Georges Enesco (1881-1955) was a musical titan in his day: a powerful violinist and pianist who composed extensively and frequently conducted his own works. Violinist Yehudi Menuhin, accepted by many as one of the greatest artists of his time, viewed Enesco as his Mentor.
When I play Impressions D’Enfance I know what it feels like to be a violinist in their time, what it is like to be under Enesco’s personal influence, what it is like to be inside the musical culture that he helped to shape. This happens because Enesco’s musical markings are phenomenally specific without ever being pedantic or rigid: which finger to make a certain kind of a slide, which combination of imaginative bow strokes to bring to life the Gypsy violinist, what subtle changes of sound and mood to reflect the cool light of Moon Through the Windows, and so on. The violin and the piano are both compelled to express a myriad of specific details, not a single one of which is superfluous. Very few composers give us this much useful information in their scores.
Why is it important to be able to feel inside Enesco’s expression and musical culture? Because when I am able to capture the emotional and spiritual intention resident in great musical works, it gives added potency to the connection I seek to create between the music and the listener. That sense of connection facilitates our entry into a timeless zone where music and art are neither old nor new, where they simply “are”.
Memories and Reflections: combining Georges Enesco’s Impressions D’Enfance with Peter Laytin’s photographic images Memories and Reflections comes out of a 20+ year friendship with Peter Laytin. We spend several weeks together each summer teaching at Art New England and the Chamber Music Conference, enjoying many hours exploring and sharing our insights into art and music. Peter was entranced when I played him Menuhin’s recording of Enesco’s 3rd Violin Sonata. When I myself had the chance to perform Impressions D’Enfance, I proposed the notion of his assembling a group of his photographs that might respond to the music.
The result is a hybrid, expressive language that creates a complex performance space in which the audience can interact on whatever level they choose, as the performers, music, and images create a variety of possible interpretations.

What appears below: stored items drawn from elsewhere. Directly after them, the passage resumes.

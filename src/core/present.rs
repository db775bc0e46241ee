//! Presentation seam - what the host draws, not how
//!
//! The engine emits fully-computed `ArrowDraw` items; the host adapter
//! owns textures, fonts and the actual draw calls. Tests collect the
//! items through the mock sink below.

use super::color::Color;
use super::types::{PlayerId, ScreenPos};

// =============================================================================
// DRAW ITEMS
// =============================================================================

/// One arrow, ready to draw
#[derive(Debug, Clone, PartialEq)]
pub struct ArrowDraw {
    /// Peer this arrow points toward
    pub player: PlayerId,
    /// Anchor on the screen-edge ellipse
    pub screen_pos: ScreenPos,
    /// Sprite rotation in radians; 0 keeps an upward-pointing sprite
    /// upright
    pub rotation: f32,
    /// Body tint
    pub body_color: Color,
    /// Outline tint, None when outlines are disabled
    pub border_color: Option<Color>,
    /// Alpha in 0.0..=1.0, already clamped
    pub opacity: f32,
    /// Name text and its anchor, None when name labels are disabled
    pub label: Option<(String, ScreenPos)>,
}

// =============================================================================
// SINK TRAIT
// =============================================================================

/// Receives draw items during the render pass
///
/// Called between the host's world and HUD drawing, once per visible
/// arrow, in stable peer-id order.
pub trait ArrowSink {
    fn draw_arrow(&mut self, arrow: &ArrowDraw);
}

// =============================================================================
// MOCK IMPLEMENTATIONS FOR TESTING
// =============================================================================


#[cfg(test)]
mod tests {
    use super::mocks::*;
    use super::*;

    fn make_arrow(id: u64) -> ArrowDraw {
        ArrowDraw {
            player: PlayerId(id),
            screen_pos: ScreenPos::new(760.0, 300.0),
            rotation: 0.0,
            body_color: Color::new(200, 80, 80),
            border_color: Some(Color::BLACK),
            opacity: 0.7,
            label: Some(("Abigail".to_string(), ScreenPos::new(712.0, 300.0))),
        }
    }

    #[test]
    fn test_mock_sink_records_draws() {
        let mut sink = MockSink::new();
        assert_eq!(sink.draw_count(), 0);

        sink.draw_arrow(&make_arrow(1));
        sink.draw_arrow(&make_arrow(2));

        assert_eq!(sink.draw_count(), 2);
        assert_eq!(sink.last_drawn().unwrap().player, PlayerId(2));
    }

    #[test]
    fn test_mock_sink_finds_latest_per_player() {
        let mut sink = MockSink::new();
        sink.draw_arrow(&make_arrow(1));

        let mut updated = make_arrow(1);
        updated.rotation = 1.5;
        sink.draw_arrow(&updated);

        assert!((sink.drawn_for(PlayerId(1)).unwrap().rotation - 1.5).abs() < 0.001);
        assert!(sink.drawn_for(PlayerId(9)).is_none());
    }

    #[test]
    fn test_mock_sink_clear() {
        let mut sink = MockSink::new();
        sink.draw_arrow(&make_arrow(1));
        sink.clear();
        assert_eq!(sink.draw_count(), 0);
    }
}
//! Player color derivation
//!
//! Every peer gets a color derived from their multiplayer id, so the same
//! player keeps the same arrow color across sessions and across machines.

use serde::{Deserialize, Serialize};

use super::constants::COLOR_SEED_DIGITS;
use super::rng::Pcg32;
use super::types::PlayerId;

// =============================================================================
// COLOR
// =============================================================================

/// 8-bit RGB color
#[derive(Clone, Copy, Debug, PartialEq, Eq)]
pub struct Color {
    pub r: u8,
    pub g: u8,
    pub b: u8,
}

impl Color {
    pub const BLACK: Color = Color { r: 0, g: 0, b: 0 };

    pub fn new(r: u8, g: u8, b: u8) -> Self {
        Self { r, g, b }
    }

    /// Convert to RGBA floats in the range [0.0, 1.0] for float-color
    /// renderers
    pub fn rgba_f32(self, alpha: f32) -> [f32; 4] {
        [
            self.r as f32 / 255.0,
            self.g as f32 / 255.0,
            self.b as f32 / 255.0,
            alpha,
        ]
    }
}

// =============================================================================
// PALETTES
// =============================================================================

/// Which slice of the RGB cube player colors are sampled from
#[derive(Clone, Copy, Debug, PartialEq, Eq, Default, Serialize, Deserialize)]
pub enum ColorPalette {
    /// Bright colors, every component at least 120
    Pastel,
    /// Muted colors, every component below 150
    Dark,
    /// Plain black for every player
    Black,
    /// The full RGB cube
    #[default]
    All,
}

impl ColorPalette {
    /// Per-component sampling range `[min, max)`, or None for fixed colors
    fn component_range(self) -> Option<(u32, u32)> {
        match self {
            ColorPalette::Pastel => Some((120, 256)),
            ColorPalette::Dark => Some((0, 150)),
            ColorPalette::All => Some((0, 256)),
            ColorPalette::Black => None,
        }
    }
}

// =============================================================================
// DERIVATION
// =============================================================================

/// Color seed for a player: the first five decimal digits of their id,
/// or all of them when the id is shorter.
///
/// Ids sharing their leading digits share a color. Accepted trade-off for
/// a seed that survives id-format growth.
///
/// # Examples
///
/// ```
/// use player_arrows::core::color::color_seed;
/// use player_arrows::core::types::PlayerId;
///
/// assert_eq!(color_seed(PlayerId(76543210987654321)), 76543);
/// assert_eq!(color_seed(PlayerId(42)), 42);
/// ```
pub fn color_seed(id: PlayerId) -> u64 {
    let digits = id.0.to_string();
    let head = &digits[..digits.len().min(COLOR_SEED_DIGITS)];
    head.parse().unwrap_or(0)
}

/// Derive a player's arrow color.
///
/// Seeds a fresh generator from the id and samples R, G and B in that
/// order from the palette's component range. Fixed palettes return their
/// color without touching the generator.
pub fn player_color(id: PlayerId, palette: ColorPalette) -> Color {
    let Some((min, max)) = palette.component_range() else {
        return Color::BLACK;
    };

    let mut rng = Pcg32::new(color_seed(id));
    let r = rng.gen_range(min, max) as u8;
    let g = rng.gen_range(min, max) as u8;
    let b = rng.gen_range(min, max) as u8;
    Color::new(r, g, b)
}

Enesco’s music depicts 10 specific memories from his childhood, circa 1890; the sound and mood is impressionistic, with elements of Hungarian folk music woven in throughout. Though we do not attempt a specific, or obvious, visual representation of the music’s story, in performance Peter’s images and Enesco’s music work together to offer simultaneous experience of two distinct perspectives of the same story, each one layered with emotion and allusion.